To do. Write out again, please, the records below from the first line to the line holding "let lvl = directive_for(level);", inclusive, and nothing else.

[Information shown — start]

//! Serial bus configuration for the panel link

use crate::config::PANEL_SPI_HZ;

/// SPI configuration
#[derive(Debug, Clone, Copy, PartialEq, Eq)]
pub struct SpiConfig {
    /// Clock frequency in Hz
    pub frequency: u32,
    /// SPI mode (CPOL, CPHA)
    pub mode: SpiMode,
    /// Bit order
    pub bit_order: BitOrder,
    /// Bits per word
    pub bits_per_word: u8,
}

impl SpiConfig {
    /// The ST7735S link on the HAT: mode 0, 9 MHz, MSB first, 8-bit words.
    pub const PANEL: SpiConfig = SpiConfig {
        frequency: PANEL_SPI_HZ,
        mode: SpiMode::Mode0,
        bit_order: BitOrder::MsbFirst,
        bits_per_word: 8,
    };
}

impl Default for SpiConfig {
    fn default() -> Self {
        Self::PANEL
    }
}

/// SPI modes (CPOL, CPHA)
#[derive(Debug, Clone, Copy, PartialEq, Eq)]
pub enum SpiMode {
    /// Mode 0: CPOL=0, CPHA=0
    Mode0,
    /// Mode 1: CPOL=0, CPHA=1
    Mode1,
    /// Mode 2: CPOL=1, CPHA=0
    Mode2,
    /// Mode 3: CPOL=1, CPHA=1
    Mode3,
}

/// Bit order
#[derive(Debug, Clone, Copy, PartialEq, Eq)]
pub enum BitOrder {
    /// Most significant bit first
    MsbFirst,
    /// Least significant bit first
    LsbFirst,
}

#[cfg(test)]
mod tests {
    use super::*;

    #[test]
    fn test_panel_link_defaults() {
        let cfg = SpiConfig::default();
        assert_eq!(cfg.frequency, 9_000_000);
        assert_eq!(cfg.mode, SpiMode::Mode0);
        assert_eq!(cfg.bit_order, BitOrder::MsbFirst);
    }
}
//! Tracing subscriber setup.
//!
//! `RUST_LOG` wins when set; otherwise the configured `system.log_level`
//! applies to the Pen-Deck crates.

use tracing_subscriber::layer::SubscriberExt;
use tracing_subscriber::util::SubscriberInitExt;
use tracing_subscriber::{fmt, reload, EnvFilter, Registry};

/// Map a configured level name to a `tracing` filter directive.
///
/// Unknown names fall back to `info`.
pub fn directive_for(level: &str) -> &'static str {
    match level.trim().to_ascii_uppercase().as_str() {
        "TRACE" => "trace",
        "DEBUG" => "debug",
        "WARNING" | "WARN" => "warn",
        "ERROR" | "CRITICAL" => "error",
        _ => "info",
    }
}

/// Build the filter for `level` unless `RUST_LOG` is set.
pub fn filter_for(level: &str) -> EnvFilter {
    EnvFilter::try_from_default_env().unwrap_or_else(|_| {
        let lvl = directive_for(level);
        EnvFilter::new(format!("pendeck={lvl},compositor={lvl},warn"))
    })
}

/// Swaps the active filter once the configured level is known.
pub struct LogLevel {
    handle: reload::Handle<EnvFilter, Registry>,
}

impl LogLevel {
    /// Apply `level` (or `RUST_LOG`) from here on.
    pub fn apply(&self, level: &str) {
        if let Err(e) = self.handle.reload(filter_for(level)) {
            tracing::debug!("log level unchanged: {e}");
        }
    }
}

fn layered(level: &str) -> (impl tracing::Subscriber + Send + Sync + 'static, LogLevel) {
    let (filter, handle) = reload::Layer::new(filter_for(level));
    let subscriber = tracing_subscriber::registry()
        .with(filter)
        .with(fmt::layer().with_target(false));
    (subscriber, LogLevel { handle })
}

/// Install the global fmt subscriber at `level`. Safe to call more than
/// once; later calls are ignored, but each returned handle still adjusts
/// its own filter.
pub fn init(level: &str) -> LogLevel {
    let (subscriber, log) = layered(level);
    let _ = subscriber.try_init();
    log
}
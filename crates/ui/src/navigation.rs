//! Navigation state machine: the current menu plus a bounded stack of
//! parent frames.
//!
//! The parent stack is capped at 8 frames (the device menus are three deep).
//! Entering a submenu when the stack is full is refused with
//! [`NavError::StackFull`] and leaves the state untouched.

use alloc::string::{String, ToString};

use heapless::Vec;

use crate::controller::TextRequest;
use crate::menu::{MenuDefinition, MenuTree, Target, ROOT_MENU};

/// Menu rows visible at once
pub const VISIBLE_ROWS: usize = 6;

/// Maximum number of saved parent frames
pub const MAX_DEPTH: usize = 8;

/// Snapshot of where the user is inside one menu.
#[derive(Debug, Clone, PartialEq, Eq)]
pub struct NavigationFrame {
    /// Menu identifier
    pub menu: String,
    /// Highlighted item
    pub selected: usize,
    /// First visible item
    pub scroll: usize,
}

impl NavigationFrame {
    fn top_of(menu: &str) -> Self {
        Self {
            menu: menu.to_string(),
            selected: 0,
            scroll: 0,
        }
    }
}

/// Navigation errors
#[derive(Debug, Clone, Copy, PartialEq, Eq)]
pub enum NavError {
    /// No menu with that identifier
    UnknownMenu,
    /// A link names an item the menu does not have
    UnknownItem,
    /// A menu has no items
    EmptyMenu,
    /// Parent stack is at [`MAX_DEPTH`]
    StackFull,
}

impl core::fmt::Display for NavError {
    fn fmt(&self, f: &mut core::fmt::Formatter<'_>) -> core::fmt::Result {
        match self {
            Self::UnknownMenu => write!(f, "unknown menu"),
            Self::UnknownItem => write!(f, "unknown menu item"),
            Self::EmptyMenu => write!(f, "menu has no items"),
            Self::StackFull => write!(f, "navigation stack full"),
        }
    }
}

/// What activating the highlighted item resolved to.
#[derive(Debug, Clone, PartialEq, Eq)]
pub enum Activation<A> {
    /// The navigator descended into this submenu
    Entered(String),
    /// The item wants text input before running its action
    Input(TextRequest, A),
    /// Leaf action for an external collaborator
    Action(A),
    /// The item is not wired to anything
    Unbound,
}

/// Re-establish `0 <= selected - scroll < VISIBLE_ROWS` after a move.
pub fn scroll_for(selected: usize, scroll: usize) -> usize {
    if selected < scroll {
        selected
    } else if selected.saturating_sub(scroll) >= VISIBLE_ROWS {
        selected.saturating_sub(VISIBLE_ROWS.saturating_sub(1))
    } else {
        scroll
    }
}

/// The menu navigation stack.
#[derive(Debug, Clone)]
pub struct Navigator<A> {
    tree: MenuTree<A>,
    current: NavigationFrame,
    stack: Vec<NavigationFrame, MAX_DEPTH>,
}

impl<A: Clone> Navigator<A> {
    /// Create a navigator at the top of the root menu.
    pub fn new(tree: MenuTree<A>) -> Result<Self, NavError> {
        tree.validate()?;
        Ok(Self {
            tree,
            current: NavigationFrame::top_of(ROOT_MENU),
            stack: Vec::new(),
        })
    }

    /// The current frame
    pub fn current(&self) -> &NavigationFrame {
        &self.current
    }

    /// Definition of the current menu
    pub fn menu(&self) -> Option<&MenuDefinition> {
        self.tree.menus().get(&self.current.menu)
    }

    /// Number of saved parent frames
    pub fn depth(&self) -> usize {
        self.stack.len()
    }

    /// Whether the root menu is showing
    pub fn at_root(&self) -> bool {
        self.stack.is_empty()
    }

    fn item_count(&self) -> usize {
        self.menu().map_or(0, MenuDefinition::len)
    }

    /// Push the current frame and show `child` from its first item.
    pub fn enter(&mut self, child: &str) -> Result<(), NavError> {
        if !self.tree.menus().contains(child) {
            return Err(NavError::UnknownMenu);
        }
        let next = NavigationFrame::top_of(child);
        let parent = core::mem::replace(&mut self.current, next);
        if let Err(parent) = self.stack.push(parent) {
            self.current = parent;
            return Err(NavError::StackFull);
        }
        Ok(())
    }

    /// Restore the parent frame verbatim. At the root this is a no-op and
    /// returns `false`.
    pub fn back(&mut self) -> bool {
        match self.stack.pop() {
            Some(parent) => {
                self.current = parent;
                true
            }
            None => false,
        }
    }

    /// Move the highlight by `delta`, clamped to the item list.
    pub fn move_by(&mut self, delta: isize) {
        let count = self.item_count();
        if count == 0 {
            return;
        }
        let last = count.saturating_sub(1);
        let selected = self.current.selected.saturating_add_signed(delta).min(last);
        self.current.selected = selected;
        self.current.scroll = scroll_for(selected, self.current.scroll);
    }

    /// Highlight item `index`.
    ///
    /// An out-of-range index is a caller bug: it asserts in debug builds
    /// and is clamped to the last item otherwise.
    pub fn select(&mut self, index: usize) {
        let count = self.item_count();
        debug_assert!(index < count, "selection {index} out of range ({count} items)");
        let selected = index.min(count.saturating_sub(1));
        self.current.selected = selected;
        self.current.scroll = scroll_for(selected, self.current.scroll);
    }

    /// Label of the highlighted item
    pub fn selected_label(&self) -> Option<&str> {
        self.menu()
            .and_then(|m| m.items().get(self.current.selected))
            .map(String::as_str)
    }

    /// Resolve the highlighted item. Submenu targets are entered here;
    /// input requests and leaf actions are returned for the caller.
    pub fn activate(&mut self) -> Result<Activation<A>, NavError> {
        let Some(label) = self.selected_label() else {
            return Ok(Activation::Unbound);
        };
        let target = self.tree.target(&self.current.menu, label).cloned();
        match target {
            Some(Target::Submenu(child)) => {
                self.enter(&child)?;
                Ok(Activation::Entered(child))
            }
            Some(Target::Input { request, action }) => Ok(Activation::Input(request, action)),
            Some(Target::Action(action)) => Ok(Activation::Action(action)),
            None => Ok(Activation::Unbound),
        }
    }
}
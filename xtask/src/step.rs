//! One cargo (or other tool) invocation with coloured progress output.

use anyhow::{Context, Result};
use colored::Colorize;
use std::process::{Command, Output};
use std::time::Instant;

/// What a failing step does to the overall task.
#[derive(Clone, Copy, PartialEq, Eq)]
pub enum OnFailure {
    Abort,
    Warn,
}

/// Run `program args…`, print a ✓/✗ line and return the captured output.
///
/// With [`OnFailure::Abort`] a non-zero exit prints stderr and bails.
pub fn run(label: &str, program: &str, args: &[&str], on_failure: OnFailure) -> Result<Output> {
    println!("{}", format!("  {label}...").cyan());
    let start = Instant::now();

    let output = Command::new(program)
        .args(args)
        .output()
        .with_context(|| format!("Failed to run {program} {}", args.join(" ")))?;

    if output.status.success() {
        println!(
            "{}",
            format!("  ✓ {label} passed in {:.2}s", start.elapsed().as_secs_f64()).green()
        );
    } else if on_failure == OnFailure::Abort {
        eprintln!("{}", format!("  ✗ {label} failed").red().bold());
        eprintln!();
        eprintln!("{}", String::from_utf8_lossy(&output.stderr));
        anyhow::bail!("{label} failed");
    } else {
        eprintln!("{}", format!("  ⚠ {label} reported problems").yellow().bold());
        eprintln!("{}", String::from_utf8_lossy(&output.stderr));
    }
    println!();
    Ok(output)
}

/// Green summary line for a whole task.
pub fn finished(what: &str, start: Instant) {
    println!(
        "{}",
        format!("✓ {what} in {:.2}s", start.elapsed().as_secs_f64())
            .green()
            .bold()
    );
    println!();
}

[Information shown — finish]

Exercise solution.
//! Serial bus configuration for the panel link

use crate::config::PANEL_SPI_HZ;

/// SPI configuration
#[derive(Debug, Clone, Copy, PartialEq, Eq)]
pub struct SpiConfig {
    /// Clock frequency in Hz
    pub frequency: u32,
    /// SPI mode (CPOL, CPHA)
    pub mode: SpiMode,
    /// Bit order
    pub bit_order: BitOrder,
    /// Bits per word
    pub bits_per_word: u8,
}

impl SpiConfig {
    /// The ST7735S link on the HAT: mode 0, 9 MHz, MSB first, 8-bit words.
    pub const PANEL: SpiConfig = SpiConfig {
        frequency: PANEL_SPI_HZ,
        mode: SpiMode::Mode0,
        bit_order: BitOrder::MsbFirst,
        bits_per_word: 8,
    };
}

impl Default for SpiConfig {
    fn default() -> Self {
        Self::PANEL
    }
}

/// SPI modes (CPOL, CPHA)
#[derive(Debug, Clone, Copy, PartialEq, Eq)]
pub enum SpiMode {
    /// Mode 0: CPOL=0, CPHA=0
    Mode0,
    /// Mode 1: CPOL=0, CPHA=1
    Mode1,
    /// Mode 2: CPOL=1, CPHA=0
    Mode2,
    /// Mode 3: CPOL=1, CPHA=1
    Mode3,
}

/// Bit order
#[derive(Debug, Clone, Copy, PartialEq, Eq)]
pub enum BitOrder {
    /// Most significant bit first
    MsbFirst,
    /// Least significant bit first
    LsbFirst,
}

#[cfg(test)]
mod tests {
    use super::*;

    #[test]
    fn test_panel_link_defaults() {
        let cfg = SpiConfig::default();
        assert_eq!(cfg.frequency, 9_000_000);
        assert_eq!(cfg.mode, SpiMode::Mode0);
        assert_eq!(cfg.bit_order, BitOrder::MsbFirst);
    }
}
//! Tracing subscriber setup.
//!
//! `RUST_LOG` wins when set; otherwise the configured `system.log_level`
//! applies to the Pen-Deck crates.

use tracing_subscriber::layer::SubscriberExt;
use tracing_subscriber::util::SubscriberInitExt;
use tracing_subscriber::{fmt, reload, EnvFilter, Registry};

/// Map a configured level name to a `tracing` filter directive.
///
/// Unknown names fall back to `info`.
pub fn directive_for(level: &str) -> &'static str {
    match level.trim().to_ascii_uppercase().as_str() {
        "TRACE" => "trace",
        "DEBUG" => "debug",
        "WARNING" | "WARN" => "warn",
        "ERROR" | "CRITICAL" => "error",
        _ => "info",
    }
}

/// Build the filter for `level` unless `RUST_LOG` is set.
pub fn filter_for(level: &str) -> EnvFilter {
    EnvFilter::try_from_default_env().unwrap_or_else(|_| {
        let lvl = directive_for(level);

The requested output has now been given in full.